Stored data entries

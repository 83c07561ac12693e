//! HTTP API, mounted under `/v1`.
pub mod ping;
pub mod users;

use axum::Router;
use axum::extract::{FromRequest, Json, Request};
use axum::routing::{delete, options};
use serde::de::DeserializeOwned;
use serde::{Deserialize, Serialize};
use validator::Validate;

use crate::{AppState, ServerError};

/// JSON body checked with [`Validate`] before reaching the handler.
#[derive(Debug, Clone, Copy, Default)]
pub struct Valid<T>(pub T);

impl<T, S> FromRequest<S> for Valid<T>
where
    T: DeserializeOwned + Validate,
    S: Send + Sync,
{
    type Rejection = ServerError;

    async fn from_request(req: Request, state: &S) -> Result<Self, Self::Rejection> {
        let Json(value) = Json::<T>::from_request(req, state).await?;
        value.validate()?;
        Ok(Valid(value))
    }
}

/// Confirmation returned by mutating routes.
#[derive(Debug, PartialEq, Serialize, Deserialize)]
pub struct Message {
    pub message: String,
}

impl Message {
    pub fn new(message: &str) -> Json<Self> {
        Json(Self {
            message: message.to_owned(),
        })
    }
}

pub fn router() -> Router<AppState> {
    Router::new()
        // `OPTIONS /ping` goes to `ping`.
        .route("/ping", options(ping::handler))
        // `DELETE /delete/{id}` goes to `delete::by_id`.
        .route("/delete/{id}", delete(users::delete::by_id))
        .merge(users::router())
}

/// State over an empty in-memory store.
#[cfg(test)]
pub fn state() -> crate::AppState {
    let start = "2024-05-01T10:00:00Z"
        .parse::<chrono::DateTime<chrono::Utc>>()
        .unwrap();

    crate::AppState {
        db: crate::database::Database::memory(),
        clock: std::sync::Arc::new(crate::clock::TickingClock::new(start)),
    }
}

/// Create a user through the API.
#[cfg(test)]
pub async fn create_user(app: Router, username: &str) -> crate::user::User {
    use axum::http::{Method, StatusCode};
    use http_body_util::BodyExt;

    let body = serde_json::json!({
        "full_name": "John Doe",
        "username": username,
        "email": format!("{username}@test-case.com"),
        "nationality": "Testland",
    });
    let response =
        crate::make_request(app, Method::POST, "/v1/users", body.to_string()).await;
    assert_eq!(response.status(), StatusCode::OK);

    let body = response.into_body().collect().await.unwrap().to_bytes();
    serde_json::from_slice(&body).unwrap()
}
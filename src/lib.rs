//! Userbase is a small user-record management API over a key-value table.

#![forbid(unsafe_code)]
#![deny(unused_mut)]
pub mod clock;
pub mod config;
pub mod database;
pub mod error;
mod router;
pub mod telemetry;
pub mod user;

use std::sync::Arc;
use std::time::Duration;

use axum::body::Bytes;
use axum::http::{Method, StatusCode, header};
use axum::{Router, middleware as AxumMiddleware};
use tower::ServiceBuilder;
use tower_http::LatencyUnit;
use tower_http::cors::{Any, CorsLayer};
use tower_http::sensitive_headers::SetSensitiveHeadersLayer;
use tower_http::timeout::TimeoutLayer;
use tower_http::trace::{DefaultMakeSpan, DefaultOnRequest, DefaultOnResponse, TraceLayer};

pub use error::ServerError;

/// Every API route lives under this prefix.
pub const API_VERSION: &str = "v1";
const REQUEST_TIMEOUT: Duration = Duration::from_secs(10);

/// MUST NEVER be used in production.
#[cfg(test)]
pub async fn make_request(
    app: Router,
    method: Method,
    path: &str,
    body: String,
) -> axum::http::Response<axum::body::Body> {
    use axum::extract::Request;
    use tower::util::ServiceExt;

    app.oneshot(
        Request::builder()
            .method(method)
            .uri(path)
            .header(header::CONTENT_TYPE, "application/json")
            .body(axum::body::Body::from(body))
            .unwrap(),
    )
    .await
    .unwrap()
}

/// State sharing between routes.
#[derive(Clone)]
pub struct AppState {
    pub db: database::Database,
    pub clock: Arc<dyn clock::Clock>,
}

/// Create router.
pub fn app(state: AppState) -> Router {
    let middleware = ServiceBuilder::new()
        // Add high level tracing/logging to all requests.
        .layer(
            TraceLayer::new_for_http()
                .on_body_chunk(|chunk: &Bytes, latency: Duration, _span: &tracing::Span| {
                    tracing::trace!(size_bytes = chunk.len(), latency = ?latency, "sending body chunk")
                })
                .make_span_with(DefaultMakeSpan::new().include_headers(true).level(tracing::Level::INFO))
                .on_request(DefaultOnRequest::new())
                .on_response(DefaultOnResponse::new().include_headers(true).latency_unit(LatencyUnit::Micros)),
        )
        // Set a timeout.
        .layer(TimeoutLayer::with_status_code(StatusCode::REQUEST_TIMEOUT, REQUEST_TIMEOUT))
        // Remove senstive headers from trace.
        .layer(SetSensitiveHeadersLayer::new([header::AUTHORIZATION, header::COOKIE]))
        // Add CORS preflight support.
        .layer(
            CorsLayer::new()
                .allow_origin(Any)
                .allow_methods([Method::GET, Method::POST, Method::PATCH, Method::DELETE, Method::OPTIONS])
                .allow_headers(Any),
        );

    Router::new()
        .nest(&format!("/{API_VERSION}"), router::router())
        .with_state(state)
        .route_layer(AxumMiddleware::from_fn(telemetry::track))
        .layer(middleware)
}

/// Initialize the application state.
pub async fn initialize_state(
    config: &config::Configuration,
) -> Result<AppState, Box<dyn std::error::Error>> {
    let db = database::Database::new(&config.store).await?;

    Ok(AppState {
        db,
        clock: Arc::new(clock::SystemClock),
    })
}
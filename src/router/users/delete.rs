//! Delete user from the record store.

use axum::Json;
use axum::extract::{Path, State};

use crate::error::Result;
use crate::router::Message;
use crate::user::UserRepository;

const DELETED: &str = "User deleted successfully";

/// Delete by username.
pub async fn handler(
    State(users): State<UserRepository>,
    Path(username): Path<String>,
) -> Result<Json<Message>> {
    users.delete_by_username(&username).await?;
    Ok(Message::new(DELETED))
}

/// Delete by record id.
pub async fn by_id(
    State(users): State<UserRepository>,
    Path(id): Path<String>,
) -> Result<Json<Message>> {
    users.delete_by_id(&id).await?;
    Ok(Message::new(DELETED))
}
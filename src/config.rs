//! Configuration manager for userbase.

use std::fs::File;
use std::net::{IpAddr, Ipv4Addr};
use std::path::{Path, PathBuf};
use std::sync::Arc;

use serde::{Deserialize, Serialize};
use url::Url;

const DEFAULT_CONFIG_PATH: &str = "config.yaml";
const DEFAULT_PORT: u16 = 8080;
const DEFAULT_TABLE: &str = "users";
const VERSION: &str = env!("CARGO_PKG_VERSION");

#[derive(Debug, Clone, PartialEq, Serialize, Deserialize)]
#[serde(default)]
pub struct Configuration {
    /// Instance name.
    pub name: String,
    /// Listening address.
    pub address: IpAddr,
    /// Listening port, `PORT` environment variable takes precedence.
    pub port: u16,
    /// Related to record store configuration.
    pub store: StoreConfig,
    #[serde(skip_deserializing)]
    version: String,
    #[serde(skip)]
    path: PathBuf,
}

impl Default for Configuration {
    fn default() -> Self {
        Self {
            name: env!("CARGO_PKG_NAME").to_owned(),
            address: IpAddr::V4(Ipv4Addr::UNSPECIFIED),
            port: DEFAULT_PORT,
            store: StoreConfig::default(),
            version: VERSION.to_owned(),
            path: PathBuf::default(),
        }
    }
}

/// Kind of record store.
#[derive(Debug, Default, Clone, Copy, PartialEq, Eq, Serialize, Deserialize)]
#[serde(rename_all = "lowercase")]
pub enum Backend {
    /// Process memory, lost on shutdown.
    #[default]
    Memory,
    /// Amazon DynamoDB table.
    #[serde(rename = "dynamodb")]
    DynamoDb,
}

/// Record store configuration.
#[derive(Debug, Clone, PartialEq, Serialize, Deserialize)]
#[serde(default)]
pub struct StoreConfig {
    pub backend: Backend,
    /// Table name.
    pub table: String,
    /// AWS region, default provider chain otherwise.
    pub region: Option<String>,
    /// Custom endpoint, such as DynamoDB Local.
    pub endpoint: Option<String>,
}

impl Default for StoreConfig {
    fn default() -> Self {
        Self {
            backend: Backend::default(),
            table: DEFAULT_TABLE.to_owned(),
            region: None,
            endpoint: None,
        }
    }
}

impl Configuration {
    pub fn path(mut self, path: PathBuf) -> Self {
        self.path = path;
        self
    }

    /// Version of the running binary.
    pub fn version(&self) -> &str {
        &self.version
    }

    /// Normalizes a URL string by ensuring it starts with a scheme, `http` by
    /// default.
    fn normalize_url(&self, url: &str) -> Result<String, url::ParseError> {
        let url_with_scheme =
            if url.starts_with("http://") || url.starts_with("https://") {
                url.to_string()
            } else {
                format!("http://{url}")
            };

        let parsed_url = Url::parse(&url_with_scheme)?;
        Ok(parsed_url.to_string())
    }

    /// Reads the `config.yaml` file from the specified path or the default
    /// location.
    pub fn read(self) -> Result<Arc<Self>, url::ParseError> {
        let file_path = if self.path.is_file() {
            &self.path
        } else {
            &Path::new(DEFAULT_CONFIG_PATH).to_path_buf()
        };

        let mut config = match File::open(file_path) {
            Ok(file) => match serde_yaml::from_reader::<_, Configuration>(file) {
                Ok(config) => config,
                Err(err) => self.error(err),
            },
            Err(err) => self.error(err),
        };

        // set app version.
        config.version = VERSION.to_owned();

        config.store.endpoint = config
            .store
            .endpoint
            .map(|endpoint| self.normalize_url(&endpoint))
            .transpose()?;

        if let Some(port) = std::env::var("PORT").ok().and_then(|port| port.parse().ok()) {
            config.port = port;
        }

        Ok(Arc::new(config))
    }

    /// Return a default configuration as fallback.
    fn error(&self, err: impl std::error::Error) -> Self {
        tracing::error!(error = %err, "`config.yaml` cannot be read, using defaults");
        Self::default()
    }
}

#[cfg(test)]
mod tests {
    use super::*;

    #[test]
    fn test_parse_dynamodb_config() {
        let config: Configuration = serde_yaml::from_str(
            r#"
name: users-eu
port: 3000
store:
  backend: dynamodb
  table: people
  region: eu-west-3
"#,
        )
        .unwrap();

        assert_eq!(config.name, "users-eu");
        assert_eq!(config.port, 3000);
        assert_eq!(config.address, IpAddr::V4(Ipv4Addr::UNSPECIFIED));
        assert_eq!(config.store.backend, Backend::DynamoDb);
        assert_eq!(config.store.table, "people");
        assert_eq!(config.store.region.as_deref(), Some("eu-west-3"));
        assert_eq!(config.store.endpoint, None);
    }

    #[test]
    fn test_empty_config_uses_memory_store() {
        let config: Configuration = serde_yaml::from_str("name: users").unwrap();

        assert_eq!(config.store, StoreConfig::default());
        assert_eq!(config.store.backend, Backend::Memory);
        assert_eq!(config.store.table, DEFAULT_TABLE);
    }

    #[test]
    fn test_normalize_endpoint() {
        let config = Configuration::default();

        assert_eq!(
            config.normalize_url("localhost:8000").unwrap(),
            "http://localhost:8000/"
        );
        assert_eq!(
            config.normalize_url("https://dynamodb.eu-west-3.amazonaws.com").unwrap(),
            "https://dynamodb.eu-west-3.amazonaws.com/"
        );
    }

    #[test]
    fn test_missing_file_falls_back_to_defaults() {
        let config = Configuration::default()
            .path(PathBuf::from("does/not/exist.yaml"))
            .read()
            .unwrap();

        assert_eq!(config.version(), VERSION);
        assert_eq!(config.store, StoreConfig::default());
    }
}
...
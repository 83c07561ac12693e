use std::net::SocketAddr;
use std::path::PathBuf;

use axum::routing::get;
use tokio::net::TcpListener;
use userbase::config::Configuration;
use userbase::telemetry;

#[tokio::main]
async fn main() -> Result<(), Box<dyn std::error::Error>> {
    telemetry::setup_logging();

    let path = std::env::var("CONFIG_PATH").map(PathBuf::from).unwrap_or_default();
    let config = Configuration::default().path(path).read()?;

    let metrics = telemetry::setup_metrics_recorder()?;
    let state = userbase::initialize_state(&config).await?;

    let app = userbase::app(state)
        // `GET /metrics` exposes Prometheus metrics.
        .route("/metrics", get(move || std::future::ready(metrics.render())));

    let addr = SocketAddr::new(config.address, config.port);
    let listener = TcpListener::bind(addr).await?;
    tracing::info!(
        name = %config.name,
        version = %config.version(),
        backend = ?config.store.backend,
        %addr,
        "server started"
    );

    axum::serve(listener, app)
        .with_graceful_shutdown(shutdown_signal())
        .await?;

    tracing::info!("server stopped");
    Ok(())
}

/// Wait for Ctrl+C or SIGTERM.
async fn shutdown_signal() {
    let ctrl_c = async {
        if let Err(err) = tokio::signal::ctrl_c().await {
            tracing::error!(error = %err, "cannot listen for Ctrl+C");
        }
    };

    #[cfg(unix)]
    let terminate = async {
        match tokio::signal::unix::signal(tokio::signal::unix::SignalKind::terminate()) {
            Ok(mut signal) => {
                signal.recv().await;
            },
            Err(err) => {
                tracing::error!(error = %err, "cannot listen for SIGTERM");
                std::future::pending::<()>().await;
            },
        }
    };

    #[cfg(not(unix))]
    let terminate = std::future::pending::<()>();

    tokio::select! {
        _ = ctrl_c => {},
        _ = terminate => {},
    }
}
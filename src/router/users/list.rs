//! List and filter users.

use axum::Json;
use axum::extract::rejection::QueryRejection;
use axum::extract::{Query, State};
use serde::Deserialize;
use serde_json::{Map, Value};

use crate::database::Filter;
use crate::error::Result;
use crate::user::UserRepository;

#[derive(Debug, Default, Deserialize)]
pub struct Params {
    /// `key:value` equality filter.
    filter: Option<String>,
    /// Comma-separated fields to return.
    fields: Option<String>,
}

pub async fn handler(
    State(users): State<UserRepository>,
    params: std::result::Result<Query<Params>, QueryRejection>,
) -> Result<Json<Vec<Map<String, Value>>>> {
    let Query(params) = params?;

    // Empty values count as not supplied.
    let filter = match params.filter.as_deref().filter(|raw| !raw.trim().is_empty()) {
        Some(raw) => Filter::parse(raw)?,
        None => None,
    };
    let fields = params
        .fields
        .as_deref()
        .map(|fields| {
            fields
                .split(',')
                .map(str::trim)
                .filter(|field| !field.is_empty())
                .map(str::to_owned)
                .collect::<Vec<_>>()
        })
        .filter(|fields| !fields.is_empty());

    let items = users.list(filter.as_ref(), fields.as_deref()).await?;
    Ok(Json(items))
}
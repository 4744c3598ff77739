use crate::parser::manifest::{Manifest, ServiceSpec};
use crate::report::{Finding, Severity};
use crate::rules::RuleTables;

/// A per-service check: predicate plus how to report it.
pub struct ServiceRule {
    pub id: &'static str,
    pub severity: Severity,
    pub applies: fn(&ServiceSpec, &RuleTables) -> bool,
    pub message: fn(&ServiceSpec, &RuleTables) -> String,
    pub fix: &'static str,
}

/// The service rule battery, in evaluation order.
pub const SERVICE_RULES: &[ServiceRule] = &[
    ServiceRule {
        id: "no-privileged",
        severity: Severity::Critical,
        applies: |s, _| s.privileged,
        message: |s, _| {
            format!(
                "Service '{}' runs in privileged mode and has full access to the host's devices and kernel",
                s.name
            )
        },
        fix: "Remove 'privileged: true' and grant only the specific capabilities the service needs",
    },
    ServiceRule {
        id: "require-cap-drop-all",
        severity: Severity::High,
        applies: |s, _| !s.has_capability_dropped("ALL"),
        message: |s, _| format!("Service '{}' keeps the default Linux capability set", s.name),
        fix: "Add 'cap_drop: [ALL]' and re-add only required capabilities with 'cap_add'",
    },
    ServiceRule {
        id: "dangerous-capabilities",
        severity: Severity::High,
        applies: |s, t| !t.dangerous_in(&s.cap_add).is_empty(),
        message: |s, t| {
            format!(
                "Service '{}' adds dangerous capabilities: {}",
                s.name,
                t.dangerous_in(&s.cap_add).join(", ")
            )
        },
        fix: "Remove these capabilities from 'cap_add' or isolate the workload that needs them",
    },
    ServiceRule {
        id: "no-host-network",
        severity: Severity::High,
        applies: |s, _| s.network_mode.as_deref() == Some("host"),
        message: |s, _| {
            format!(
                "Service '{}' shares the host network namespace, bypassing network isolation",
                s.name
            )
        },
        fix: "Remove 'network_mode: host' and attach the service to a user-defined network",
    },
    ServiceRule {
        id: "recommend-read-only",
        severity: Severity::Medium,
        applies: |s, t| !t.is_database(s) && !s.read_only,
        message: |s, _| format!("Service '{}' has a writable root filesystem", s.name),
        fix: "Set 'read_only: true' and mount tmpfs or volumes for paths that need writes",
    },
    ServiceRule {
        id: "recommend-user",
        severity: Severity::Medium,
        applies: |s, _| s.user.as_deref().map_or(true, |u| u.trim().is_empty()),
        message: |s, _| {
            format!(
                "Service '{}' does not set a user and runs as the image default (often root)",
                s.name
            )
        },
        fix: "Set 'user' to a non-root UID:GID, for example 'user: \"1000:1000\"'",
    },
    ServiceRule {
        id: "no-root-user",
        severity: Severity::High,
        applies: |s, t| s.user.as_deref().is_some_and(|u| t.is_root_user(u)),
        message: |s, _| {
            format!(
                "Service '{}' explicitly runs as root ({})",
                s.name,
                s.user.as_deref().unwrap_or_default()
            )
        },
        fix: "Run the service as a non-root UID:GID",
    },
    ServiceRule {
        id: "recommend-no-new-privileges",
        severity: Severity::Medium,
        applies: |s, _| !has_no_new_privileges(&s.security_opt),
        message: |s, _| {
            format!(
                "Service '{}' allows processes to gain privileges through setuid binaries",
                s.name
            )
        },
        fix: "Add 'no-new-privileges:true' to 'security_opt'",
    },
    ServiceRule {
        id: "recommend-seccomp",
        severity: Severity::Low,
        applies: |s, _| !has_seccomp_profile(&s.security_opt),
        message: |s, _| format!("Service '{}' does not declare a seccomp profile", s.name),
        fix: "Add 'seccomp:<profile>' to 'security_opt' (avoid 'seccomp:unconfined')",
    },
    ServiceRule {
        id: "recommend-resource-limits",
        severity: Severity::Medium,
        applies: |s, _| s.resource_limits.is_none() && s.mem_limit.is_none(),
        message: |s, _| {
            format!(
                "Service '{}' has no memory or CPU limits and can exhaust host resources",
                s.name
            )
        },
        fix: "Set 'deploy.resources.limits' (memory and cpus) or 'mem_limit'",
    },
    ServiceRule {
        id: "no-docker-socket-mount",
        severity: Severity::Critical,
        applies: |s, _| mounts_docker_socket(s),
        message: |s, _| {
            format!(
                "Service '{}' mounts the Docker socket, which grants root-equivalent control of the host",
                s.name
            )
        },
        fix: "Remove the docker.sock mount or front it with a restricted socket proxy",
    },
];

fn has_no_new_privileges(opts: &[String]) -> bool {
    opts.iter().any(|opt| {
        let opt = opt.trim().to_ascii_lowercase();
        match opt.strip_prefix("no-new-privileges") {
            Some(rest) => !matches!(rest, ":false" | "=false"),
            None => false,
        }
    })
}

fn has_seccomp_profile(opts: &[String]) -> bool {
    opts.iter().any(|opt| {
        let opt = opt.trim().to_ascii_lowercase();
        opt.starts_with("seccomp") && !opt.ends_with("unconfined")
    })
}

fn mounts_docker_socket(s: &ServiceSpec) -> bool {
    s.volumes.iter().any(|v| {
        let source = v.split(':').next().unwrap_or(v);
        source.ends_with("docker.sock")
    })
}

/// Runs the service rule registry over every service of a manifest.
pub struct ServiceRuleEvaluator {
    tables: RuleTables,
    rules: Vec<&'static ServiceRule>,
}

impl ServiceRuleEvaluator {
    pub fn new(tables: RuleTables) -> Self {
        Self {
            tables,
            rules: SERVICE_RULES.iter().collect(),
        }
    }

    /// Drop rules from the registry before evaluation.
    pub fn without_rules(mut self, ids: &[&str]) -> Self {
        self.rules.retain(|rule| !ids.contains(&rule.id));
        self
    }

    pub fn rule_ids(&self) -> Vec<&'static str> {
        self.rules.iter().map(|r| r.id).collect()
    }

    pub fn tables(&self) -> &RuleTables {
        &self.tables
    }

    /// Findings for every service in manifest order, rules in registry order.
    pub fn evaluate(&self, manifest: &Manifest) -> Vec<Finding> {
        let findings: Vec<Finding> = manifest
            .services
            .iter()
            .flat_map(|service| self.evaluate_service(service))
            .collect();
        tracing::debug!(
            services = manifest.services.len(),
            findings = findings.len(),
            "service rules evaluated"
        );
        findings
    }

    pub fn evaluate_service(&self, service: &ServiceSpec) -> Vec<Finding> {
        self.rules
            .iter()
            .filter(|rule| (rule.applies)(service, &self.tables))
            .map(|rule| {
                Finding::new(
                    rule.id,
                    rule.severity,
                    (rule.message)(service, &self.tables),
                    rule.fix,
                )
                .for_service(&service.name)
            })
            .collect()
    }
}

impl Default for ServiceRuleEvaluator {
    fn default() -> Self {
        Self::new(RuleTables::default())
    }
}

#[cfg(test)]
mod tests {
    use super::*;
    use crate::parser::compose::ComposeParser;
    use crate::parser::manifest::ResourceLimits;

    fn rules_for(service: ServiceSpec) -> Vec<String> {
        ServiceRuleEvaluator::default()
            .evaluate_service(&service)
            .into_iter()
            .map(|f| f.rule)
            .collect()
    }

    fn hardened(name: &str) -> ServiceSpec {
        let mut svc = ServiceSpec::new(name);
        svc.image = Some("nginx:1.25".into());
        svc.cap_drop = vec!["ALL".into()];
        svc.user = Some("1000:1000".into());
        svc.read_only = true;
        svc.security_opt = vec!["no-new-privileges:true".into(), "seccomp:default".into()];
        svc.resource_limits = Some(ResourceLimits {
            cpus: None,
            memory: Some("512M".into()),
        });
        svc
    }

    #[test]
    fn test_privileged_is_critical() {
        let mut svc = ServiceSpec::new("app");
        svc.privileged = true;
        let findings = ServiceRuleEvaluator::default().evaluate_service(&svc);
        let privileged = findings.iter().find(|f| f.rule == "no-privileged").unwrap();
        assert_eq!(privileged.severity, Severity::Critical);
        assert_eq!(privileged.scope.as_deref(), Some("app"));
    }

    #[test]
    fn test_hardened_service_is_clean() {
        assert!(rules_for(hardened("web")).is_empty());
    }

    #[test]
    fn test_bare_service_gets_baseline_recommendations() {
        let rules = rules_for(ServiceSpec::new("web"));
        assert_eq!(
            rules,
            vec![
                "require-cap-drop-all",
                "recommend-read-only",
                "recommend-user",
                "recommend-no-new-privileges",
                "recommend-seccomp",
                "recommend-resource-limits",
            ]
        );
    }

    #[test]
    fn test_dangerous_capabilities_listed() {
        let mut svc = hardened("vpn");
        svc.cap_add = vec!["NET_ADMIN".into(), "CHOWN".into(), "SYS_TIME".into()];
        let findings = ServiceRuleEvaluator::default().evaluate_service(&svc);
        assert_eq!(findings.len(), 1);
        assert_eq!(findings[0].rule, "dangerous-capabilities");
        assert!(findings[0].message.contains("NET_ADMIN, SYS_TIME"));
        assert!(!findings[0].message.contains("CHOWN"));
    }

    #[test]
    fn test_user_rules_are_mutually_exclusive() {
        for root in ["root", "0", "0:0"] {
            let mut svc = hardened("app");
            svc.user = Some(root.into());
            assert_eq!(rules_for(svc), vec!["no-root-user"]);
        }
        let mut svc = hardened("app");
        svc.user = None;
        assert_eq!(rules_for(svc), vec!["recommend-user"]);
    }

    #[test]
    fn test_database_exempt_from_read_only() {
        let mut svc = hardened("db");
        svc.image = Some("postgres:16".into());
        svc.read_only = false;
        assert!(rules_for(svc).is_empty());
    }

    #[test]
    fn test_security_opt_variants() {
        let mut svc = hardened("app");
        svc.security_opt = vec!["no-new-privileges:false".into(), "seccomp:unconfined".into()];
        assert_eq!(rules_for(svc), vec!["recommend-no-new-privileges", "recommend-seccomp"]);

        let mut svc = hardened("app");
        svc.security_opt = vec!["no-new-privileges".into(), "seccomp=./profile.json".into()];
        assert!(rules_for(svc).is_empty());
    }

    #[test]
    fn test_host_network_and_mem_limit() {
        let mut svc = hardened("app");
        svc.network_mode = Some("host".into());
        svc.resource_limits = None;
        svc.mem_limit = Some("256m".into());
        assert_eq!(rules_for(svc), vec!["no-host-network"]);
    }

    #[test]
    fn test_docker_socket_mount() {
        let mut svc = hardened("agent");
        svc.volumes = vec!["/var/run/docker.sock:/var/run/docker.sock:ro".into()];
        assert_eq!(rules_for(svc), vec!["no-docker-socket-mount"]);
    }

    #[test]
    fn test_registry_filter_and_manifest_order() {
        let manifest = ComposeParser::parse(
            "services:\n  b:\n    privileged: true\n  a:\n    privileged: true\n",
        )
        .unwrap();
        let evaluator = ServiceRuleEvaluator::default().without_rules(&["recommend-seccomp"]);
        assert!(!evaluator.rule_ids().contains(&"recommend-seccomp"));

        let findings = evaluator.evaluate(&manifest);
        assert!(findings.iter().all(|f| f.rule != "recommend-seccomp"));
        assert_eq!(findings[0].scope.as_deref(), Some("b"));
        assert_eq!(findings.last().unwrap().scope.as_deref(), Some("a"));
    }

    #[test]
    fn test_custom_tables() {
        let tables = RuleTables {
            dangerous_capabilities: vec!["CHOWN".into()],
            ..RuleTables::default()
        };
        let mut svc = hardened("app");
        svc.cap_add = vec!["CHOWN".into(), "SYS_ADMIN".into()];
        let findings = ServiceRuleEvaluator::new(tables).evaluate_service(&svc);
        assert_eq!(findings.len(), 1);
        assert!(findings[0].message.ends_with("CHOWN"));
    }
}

TASK OBJECTIVE: For every line in the data above that has the string "const", return that line.

RESULT OF THE EXERCISE:
pub const API_VERSION: &str = "v1";
const REQUEST_TIMEOUT: Duration = Duration::from_secs(10);
const DELETED: &str = "User deleted successfully";
const DEFAULT_CONFIG_PATH: &str = "config.yaml";
const DEFAULT_PORT: u16 = 8080;
const DEFAULT_TABLE: &str = "users";
const VERSION: &str = env!("CARGO_PKG_VERSION");
pub const SERVICE_RULES: &[ServiceRule] = &[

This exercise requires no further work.